(Comprehensive Guide to Short Stories, Critical Edition)

The protagonist of “I Want to Know Why” is an unnamed boy nearing his sixteenth birthday. The events that he relates have occurred almost a year previously, just as he turned fifteen. The boy recalls these events in a mixture of confusion and desperation: He needs to understand exactly what happened and how it has affected him so that he can get on with his life.

The boy lives in Beckersville, a small Kentucky town, and he is fascinated with horses and horse racing. His father is the town lawyer, but the boy wants more than anything else to be a part of the racetrack environment. He remembers that when he was ten, he tried to stunt his growth by eating a cigar stolen from his father so that he might remain small enough to be a rider. “It made me awful sick and the doctor had to be sent for, and then it did no good,” he recalls. “It was a joke. When I told what I had done and why, most fathers would have whipped me, but mine didn’t.” Thus, even in this early action, the boy expresses the sense of disappointment that marks the whole story.
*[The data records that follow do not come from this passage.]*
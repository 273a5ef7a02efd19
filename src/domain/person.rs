use super::person_id::PersonId;
use serde::{Deserialize, Serialize};

/// A row of `table_1`. Inbound bodies may leave any field out; a stored
/// person always has an `id`.
#[derive(Debug, Clone, PartialEq, Eq, Serialize, Deserialize)]
pub struct Person {
    #[serde(default)]
    pub id: Option<PersonId>,
    #[serde(default)]
    pub name: Option<String>,
    #[serde(default)]
    pub email: Option<String>,
}

#[cfg(test)]
impl Person {
    pub fn new(name: impl Into<String>, email: impl Into<String>) -> Self {
        Person {
            id: None,
            name: Some(name.into()),
            email: Some(email.into()),
        }
    }

    pub fn with_id(mut self, id: PersonId) -> Self {
        self.id = Some(id);
        self
    }
}

#[cfg(test)]
mod tests {
    use super::*;
    use serde_json::json;

    #[test]
    fn missing_fields_deserialize_as_none() {
        let person: Person = serde_json::from_value(json!({ "name": "Alice" })).unwrap();

        assert_eq!(person.id, None);
        assert_eq!(person.name, Some("Alice".to_string()));
        assert_eq!(person.email, None);
    }

    #[test]
    fn stored_person_serializes_all_three_fields() {
        let person = Person::new("Bob", "bob@example.com").with_id(PersonId::from_i64(2));

        assert_eq!(
            serde_json::to_value(&person).unwrap(),
            json!({ "id": 2, "name": "Bob", "email": "bob@example.com" })
        );
    }
}
use async_trait::async_trait;
use sqlx::postgres::PgRow;
use sqlx::Row;

use crate::capability::person::PersonCapability;
use crate::domain::person::Person;
use crate::domain::person_id::PersonId;
use crate::worker::Worker;

fn person_from_row(row: &PgRow) -> Result<Person, String> {
    let id: i64 = row
        .try_get::<i64, _>("id")
        .map_err(|err| format!("Error reading id from row: {}", err))?;

    let name = row
        .try_get::<Option<String>, _>("name")
        .map_err(|err| format!("Error reading name from row: {}", err))?;

    let email = row
        .try_get::<Option<String>, _>("email")
        .map_err(|err| format!("Error reading email from row: {}", err))?;

    Ok(Person {
        id: Some(PersonId::from_i64(id)),
        name,
        email,
    })
}

#[async_trait]
impl PersonCapability for Worker {
    async fn save(&self, person: Person) -> Result<Person, String> {
        if let Some(id) = person.id {
            let maybe_row = sqlx::query(
                r#"
                    UPDATE table_1
                    SET name = $2, email = $3
                    WHERE id = $1
                    RETURNING id, name, email;
                "#,
            )
            .bind(id.to_i64())
            .bind(&person.name)
            .bind(&person.email)
            .fetch_optional(&self.sqlx)
            .await
            .map_err(|err| format!("Error updating person {}: {}", id.to_i64(), err))?;

            if let Some(row) = maybe_row {
                return person_from_row(&row);
            }

            tracing::debug!(id = id.to_i64(), "no person with supplied id, inserting instead");
        }

        let row = sqlx::query(
            r#"
                INSERT INTO table_1 (name, email)
                VALUES ($1, $2)
                RETURNING id, name, email;
            "#,
        )
        .bind(&person.name)
        .bind(&person.email)
        .fetch_one(&self.sqlx)
        .await
        .map_err(|err| format!("Error inserting new person: {}", err))?;

        person_from_row(&row)
    }

    async fn find_all(&self) -> Result<Vec<Person>, String> {
        let rows = sqlx::query(
            r#"
                SELECT id, name, email
                FROM table_1
                ORDER BY id;
            "#,
        )
        .fetch_all(&self.sqlx)
        .await
        .map_err(|err| format!("Error fetching people: {}", err))?;

        rows.iter().map(person_from_row).collect()
    }
}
With the realization that he can never be a jockey, the boy turns to other aspects of the racing scene. He hangs around the stables, listening to the touts and stable hands and trainers talk. He learns the lore of horses, absorbs the knowledge and hones the instinct that goes with a true appreciation of the animals. His foremost teacher at this time is Bildad Johnson, a black man who works as cook around the track each spring. The boy appreciates Bildad’s honesty and trust. He also gathers from the old man an awareness of the beauty of horses that goes beyond simple admiration—that, in fact, approaches the spiritual: “It brings a lump up into my throat when a horse runs. . . . It’s in my blood like in the blood of . . . trainers,” he says.
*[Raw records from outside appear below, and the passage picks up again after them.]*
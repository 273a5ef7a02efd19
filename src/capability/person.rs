use async_trait::async_trait;

use crate::domain::person::Person;

#[async_trait]
pub trait PersonCapability {
    /// Inserts `person`, or overwrites the stored row when `person.id` names
    /// one. An `id` that names no row is dropped and a fresh one assigned.
    async fn save(&self, person: Person) -> Result<Person, String>;
    async fn find_all(&self) -> Result<Vec<Person>, String>;
}
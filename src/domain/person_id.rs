use serde::{Deserialize, Serialize};

#[derive(Debug, Clone, Copy, PartialEq, Eq, PartialOrd, Ord, Hash, Serialize, Deserialize)]
#[serde(transparent)]
pub struct PersonId(i64);

impl PersonId {
    pub fn from_i64(id: i64) -> Self {
        Self(id)
    }

    pub fn to_i64(&self) -> i64 {
        self.0
    }

    pub fn first() -> Self {
        Self(1)
    }

    pub fn next(&self) -> Self {
        Self(self.0 + 1)
    }
}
The central event in the story occurs when the boy and three of his friends sneak away and hitch a freight train to Saratoga, New York, to watch a first-class horse race. When they arrive, they look up Bildad and some of the other Beckersville racetrack men who have arrived earlier. The race is the Mullford Handicap, in which Sunstreak, a stallion, will run against the gelding Middlestride. Both horses are from near Beckersville, but the boy pulls for Sunstreak because the horse is special:Sunstreak is like a girl you think about sometimes but never see. He is hard all over and lovely too. When you look at his head you want to kiss him. . . . He stands at the post quiet and not letting on, but he is just burning up...

(The entire section is 1039 words.)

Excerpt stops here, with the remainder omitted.